50. Beware the Believers

Comment #151974 by sent2null on March 29, 2008 at 8:12 pm

start PSA


Reading the reaction to this piece of rap satire brings a few things to mind. First, there seem to be several views on its purpose all correlated to the various levels of misunderstanding on the part of the viewer of the genre of rap.

I'd like to say to all who think this video is planted by a pro ID shill, that they are wrong. The only qualifications I can bring to back my assertion are that I was listening to rap before it was rap. (hip hop) It just so happens I was born and raised in NY where hip hop was invented during the late 70's to 80's, I experienced the full flowering of the genre. Having been the first of the MTV generation my musical tastes are expansive, from Liszt to LL Cool Jay. ;) I've also dabbled in putting together my own raps as a teen and college student, just for fun. I am sure many of the viewers who were raised during the same time as I can attest to having done the same. That said, this rap and video is quite clever in its presentation and I can see how the rapid delivery of the lyrics at some points could be cause of the misunderstandings of the uninitiated. However, there isn't a single area that can be even implied to back a pro ID view when analyzed in context with the rest of the song and video. The need to interpret the work in context is a hallmark of many forms of lyrical poetry, it was true of Shakespeare's poetry, it was true of Dante's poetry and is true of modern day rap today. It is easy to get the wrong meaning out of it if you miss the associated context and/or you aren't familiar with the common rap devices (grammatical styling..etc).

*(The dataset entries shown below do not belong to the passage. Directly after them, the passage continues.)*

/// Account provisioning spans three tables (users, organizations,
/// memberships) and must commit or roll back as a unit: a user row with
/// no organization can never log in, so it must not survive a failed
/// registration.
///
/// These tests need a real database and are ignored by default:
///
/// ```bash
/// DATABASE_URL=postgresql://localhost/minkan_test cargo test -- --ignored
/// ```

use minkan_shared::db;
use minkan_shared::models::{
    membership::{CreateMembership, Membership, MembershipRole},
    organization::{CreateOrganization, Organization},
    user::{CreateUser, User},
};
use sqlx::postgres::PgPoolOptions;
use uuid::Uuid;

async fn test_pool() -> sqlx::PgPool {
    let url = std::env::var("DATABASE_URL").expect("DATABASE_URL must point at a test database");
    let pool = PgPoolOptions::new()
        .max_connections(2)
        .connect(&url)
        .await
        .expect("connect to test database");

    db::run_migrations(&pool).await.expect("run migrations");
    pool
}

#[tokio::test]
#[ignore = "requires a PostgreSQL test database via DATABASE_URL"]
async fn test_account_rows_roll_back_together() {
    let pool = test_pool().await;
    let email = format!("rollback-{}@example.com", Uuid::new_v4());

    let mut tx = pool.begin().await.unwrap();

    let user = User::create(
        &mut *tx,
        CreateUser {
            email: email.clone(),
            password_hash: "$argon2id$placeholder".to_string(),
            name: None,
        },
    )
    .await
    .unwrap();

    let org = Organization::create(
        &mut *tx,
        CreateOrganization {
            name: "Rollback Workspace".to_string(),
            image_url: None,
        },
    )
    .await
    .unwrap();

    Membership::create(
        &mut *tx,
        CreateMembership {
            org_id: org.id,
            user_id: user.id,
            role: MembershipRole::Owner,
        },
    )
    .await
    .unwrap();

    tx.rollback().await.unwrap();

    // None of the three writes survived; the email is free to register.
    assert!(User::find_by_email(&pool, &email).await.unwrap().is_none());
    assert!(Membership::find(&pool, org.id, user.id)
        .await
        .unwrap()
        .is_none());
}

#[tokio::test]
#[ignore = "requires a PostgreSQL test database via DATABASE_URL"]
async fn test_account_rows_commit_together() {
    let pool = test_pool().await;
    let email = format!("commit-{}@example.com", Uuid::new_v4());

    let mut tx = pool.begin().await.unwrap();

    let user = User::create(
        &mut *tx,
        CreateUser {
            email: email.clone(),
            password_hash: "$argon2id$placeholder".to_string(),
            name: Some("Ada".to_string()),
        },
    )
    .await
    .unwrap();

    let org = Organization::create(
        &mut *tx,
        CreateOrganization {
            name: "Ada's Workspace".to_string(),
            image_url: None,
        },
    )
    .await
    .unwrap();

    Membership::create(
        &mut *tx,
        CreateMembership {
            org_id: org.id,
            user_id: user.id,
            role: MembershipRole::Owner,
        },
    )
    .await
    .unwrap();

    tx.commit().await.unwrap();

    let found = User::find_by_email(&pool, &email)
        .await
        .unwrap()
        .expect("user committed");
    let membership = Membership::find(&pool, org.id, found.id)
        .await
        .unwrap()
        .expect("membership committed");
    assert_eq!(membership.role, "owner");
}
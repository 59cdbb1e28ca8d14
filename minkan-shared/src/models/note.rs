/// Note model and database operations
///
/// Notes are free-form documents scoped directly to an organization.

use chrono::{DateTime, Utc};
use serde::{Deserialize, Serialize};
use sqlx::PgPool;
use uuid::Uuid;

/// Note record
#[derive(Debug, Clone, Serialize, Deserialize, sqlx::FromRow)]
pub struct Note {
    /// Unique note ID
    pub id: Uuid,

    /// Organization this note belongs to
    pub org_id: Uuid,

    /// Note title
    pub title: String,

    /// Note body
    pub content: Option<String>,

    /// When the note was created
    pub created_at: DateTime<Utc>,

    /// When the note was last updated
    pub updated_at: DateTime<Utc>,
}

/// Input for creating a new note
#[derive(Debug, Clone)]
pub struct CreateNote {
    pub org_id: Uuid,
    pub title: String,
    pub content: Option<String>,
}

/// Input for updating a note
#[derive(Debug, Clone, Default)]
pub struct UpdateNote {
    /// New title (rename)
    pub title: Option<String>,

    /// New body
    pub content: Option<String>,
}

impl Note {
    /// Creates a new note
    pub async fn create(pool: &PgPool, data: CreateNote) -> Result<Self, sqlx::Error> {
        let note = sqlx::query_as::<_, Note>(
            r#"
            INSERT INTO notes (org_id, title, content)
            VALUES ($1, $2, $3)
            RETURNING id, org_id, title, content, created_at, updated_at
            "#,
        )
        .bind(data.org_id)
        .bind(data.title)
        .bind(data.content)
        .fetch_one(pool)
        .await?;

        Ok(note)
    }

    /// Finds a note by ID with tenant isolation
    pub async fn find_by_id_and_org(
        pool: &PgPool,
        id: Uuid,
        org_id: Uuid,
    ) -> Result<Option<Self>, sqlx::Error> {
        let note = sqlx::query_as::<_, Note>(
            r#"
            SELECT id, org_id, title, content, created_at, updated_at
            FROM notes
            WHERE id = $1 AND org_id = $2
            "#,
        )
        .bind(id)
        .bind(org_id)
        .fetch_optional(pool)
        .await?;

        Ok(note)
    }

    /// Lists all notes in an organization, newest first
    pub async fn list_by_org(pool: &PgPool, org_id: Uuid) -> Result<Vec<Self>, sqlx::Error> {
        let notes = sqlx::query_as::<_, Note>(
            r#"
            SELECT id, org_id, title, content, created_at, updated_at
            FROM notes
            WHERE org_id = $1
            ORDER BY created_at DESC
            "#,
        )
        .bind(org_id)
        .fetch_all(pool)
        .await?;

        Ok(notes)
    }

    /// Updates a note's title and/or content, scoped by organization
    pub async fn update(
        pool: &PgPool,
        id: Uuid,
        org_id: Uuid,
        data: UpdateNote,
    ) -> Result<Option<Self>, sqlx::Error> {
        let note = sqlx::query_as::<_, Note>(
            r#"
            UPDATE notes
            SET title = COALESCE($3, title),
                content = COALESCE($4, content),
                updated_at = NOW()
            WHERE id = $1 AND org_id = $2
            RETURNING id, org_id, title, content, created_at, updated_at
            "#,
        )
        .bind(id)
        .bind(org_id)
        .bind(data.title)
        .bind(data.content)
        .fetch_optional(pool)
        .await?;

        Ok(note)
    }

    /// Deletes a note, scoped by organization
    pub async fn delete(pool: &PgPool, id: Uuid, org_id: Uuid) -> Result<bool, sqlx::Error> {
        let result = sqlx::query("DELETE FROM notes WHERE id = $1 AND org_id = $2")
            .bind(id)
            .bind(org_id)
            .execute(pool)
            .await?;

        Ok(result.rows_affected() > 0)
    }
}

I suggest to all the confused, a study of the lyrical and symbolic(the chains with dollar signs have nothing to do with the scientific method representing dogma or having an agenda as TwiddleFlare stated earlier) devices commonly used in the genre, after that you can watch it again with the scales of ignorance pealed from your eyes and the result will leave no doubt as to which side it defends and which side it defames. If you understand it and you are a rationalist , you will find it funny. If you understand it and you are a creationist, you will hate it.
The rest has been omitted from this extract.